*Exercise directions*
Print nothing except the lines of the listing below from the line with "Successful operation result." to the line with "pub fn is_accepted(&self)", each exactly as written, both ends included.

######

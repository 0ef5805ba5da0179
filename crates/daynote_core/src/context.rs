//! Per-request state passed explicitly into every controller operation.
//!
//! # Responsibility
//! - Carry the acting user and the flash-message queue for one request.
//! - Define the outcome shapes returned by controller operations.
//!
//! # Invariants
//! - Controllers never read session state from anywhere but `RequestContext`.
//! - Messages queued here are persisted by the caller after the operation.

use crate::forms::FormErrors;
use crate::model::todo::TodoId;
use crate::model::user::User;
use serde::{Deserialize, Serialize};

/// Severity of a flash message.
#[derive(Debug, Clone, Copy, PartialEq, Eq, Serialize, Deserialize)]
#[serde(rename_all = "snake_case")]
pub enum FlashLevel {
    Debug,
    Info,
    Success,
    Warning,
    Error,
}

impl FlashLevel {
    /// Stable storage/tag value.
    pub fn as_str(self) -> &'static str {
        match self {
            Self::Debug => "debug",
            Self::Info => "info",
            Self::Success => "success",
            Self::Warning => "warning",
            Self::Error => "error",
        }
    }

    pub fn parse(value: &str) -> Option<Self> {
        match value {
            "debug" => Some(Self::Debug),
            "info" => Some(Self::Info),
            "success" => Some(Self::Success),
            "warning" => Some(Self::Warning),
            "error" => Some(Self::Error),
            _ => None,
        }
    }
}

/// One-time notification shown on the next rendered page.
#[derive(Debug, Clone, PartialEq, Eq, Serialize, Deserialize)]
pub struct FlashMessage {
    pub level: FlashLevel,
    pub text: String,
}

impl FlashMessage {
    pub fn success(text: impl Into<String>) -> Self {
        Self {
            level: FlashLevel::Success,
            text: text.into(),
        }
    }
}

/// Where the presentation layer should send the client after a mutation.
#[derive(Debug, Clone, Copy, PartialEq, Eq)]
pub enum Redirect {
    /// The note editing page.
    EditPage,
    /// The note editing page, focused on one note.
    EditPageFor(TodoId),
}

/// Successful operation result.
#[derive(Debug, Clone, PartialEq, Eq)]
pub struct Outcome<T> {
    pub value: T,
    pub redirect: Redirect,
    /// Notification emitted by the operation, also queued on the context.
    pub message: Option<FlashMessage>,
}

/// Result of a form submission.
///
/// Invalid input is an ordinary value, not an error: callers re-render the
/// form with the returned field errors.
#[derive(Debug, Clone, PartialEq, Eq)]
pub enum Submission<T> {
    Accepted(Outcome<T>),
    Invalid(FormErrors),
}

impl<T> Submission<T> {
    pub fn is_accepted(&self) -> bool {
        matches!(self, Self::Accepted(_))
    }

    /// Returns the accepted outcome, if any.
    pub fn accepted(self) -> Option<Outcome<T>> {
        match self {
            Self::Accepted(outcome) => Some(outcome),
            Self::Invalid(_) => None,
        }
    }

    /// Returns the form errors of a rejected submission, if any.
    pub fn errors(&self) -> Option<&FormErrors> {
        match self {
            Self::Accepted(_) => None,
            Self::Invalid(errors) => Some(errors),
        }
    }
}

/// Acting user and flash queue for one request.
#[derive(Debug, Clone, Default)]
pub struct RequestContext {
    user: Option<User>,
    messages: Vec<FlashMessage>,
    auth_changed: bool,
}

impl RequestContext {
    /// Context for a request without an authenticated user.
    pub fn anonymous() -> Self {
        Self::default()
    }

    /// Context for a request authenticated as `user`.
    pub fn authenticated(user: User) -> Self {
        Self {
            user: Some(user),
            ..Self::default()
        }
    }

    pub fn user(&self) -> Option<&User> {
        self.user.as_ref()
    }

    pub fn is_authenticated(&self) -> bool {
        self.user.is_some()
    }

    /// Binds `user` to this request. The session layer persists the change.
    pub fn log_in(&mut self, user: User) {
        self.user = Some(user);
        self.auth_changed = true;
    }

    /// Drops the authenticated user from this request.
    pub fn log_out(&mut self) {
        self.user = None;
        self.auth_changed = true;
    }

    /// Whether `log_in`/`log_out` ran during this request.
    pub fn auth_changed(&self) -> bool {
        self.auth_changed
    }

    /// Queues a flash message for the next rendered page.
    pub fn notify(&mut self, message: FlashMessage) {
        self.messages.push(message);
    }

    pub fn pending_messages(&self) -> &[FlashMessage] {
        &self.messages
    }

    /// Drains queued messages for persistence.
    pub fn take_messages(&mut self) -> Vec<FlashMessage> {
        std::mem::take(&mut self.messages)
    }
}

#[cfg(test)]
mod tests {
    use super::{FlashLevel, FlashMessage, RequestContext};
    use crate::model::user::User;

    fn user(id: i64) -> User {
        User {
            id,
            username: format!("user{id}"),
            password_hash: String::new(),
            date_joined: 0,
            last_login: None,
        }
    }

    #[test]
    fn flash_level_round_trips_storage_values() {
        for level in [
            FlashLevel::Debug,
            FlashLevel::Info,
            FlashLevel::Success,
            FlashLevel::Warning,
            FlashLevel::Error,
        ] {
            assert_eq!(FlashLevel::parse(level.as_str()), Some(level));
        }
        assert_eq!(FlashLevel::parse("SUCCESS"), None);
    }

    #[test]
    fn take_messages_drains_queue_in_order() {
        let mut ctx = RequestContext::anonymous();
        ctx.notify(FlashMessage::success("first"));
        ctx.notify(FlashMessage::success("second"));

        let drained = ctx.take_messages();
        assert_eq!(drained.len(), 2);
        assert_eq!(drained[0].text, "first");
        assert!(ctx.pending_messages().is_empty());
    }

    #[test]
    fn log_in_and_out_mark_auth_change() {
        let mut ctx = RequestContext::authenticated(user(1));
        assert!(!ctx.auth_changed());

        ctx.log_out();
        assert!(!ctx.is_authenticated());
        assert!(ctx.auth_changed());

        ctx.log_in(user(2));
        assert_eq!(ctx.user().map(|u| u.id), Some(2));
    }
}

######

*Response to the exercise*
/// Successful operation result.
#[derive(Debug, Clone, PartialEq, Eq)]
pub struct Outcome<T> {
    pub value: T,
    pub redirect: Redirect,
    /// Notification emitted by the operation, also queued on the context.
    pub message: Option<FlashMessage>,
}

/// Result of a form submission.
///
/// Invalid input is an ordinary value, not an error: callers re-render the
/// form with the returned field errors.
#[derive(Debug, Clone, PartialEq, Eq)]
pub enum Submission<T> {
    Accepted(Outcome<T>),
    Invalid(FormErrors),
}

impl<T> Submission<T> {
    pub fn is_accepted(&self) -> bool {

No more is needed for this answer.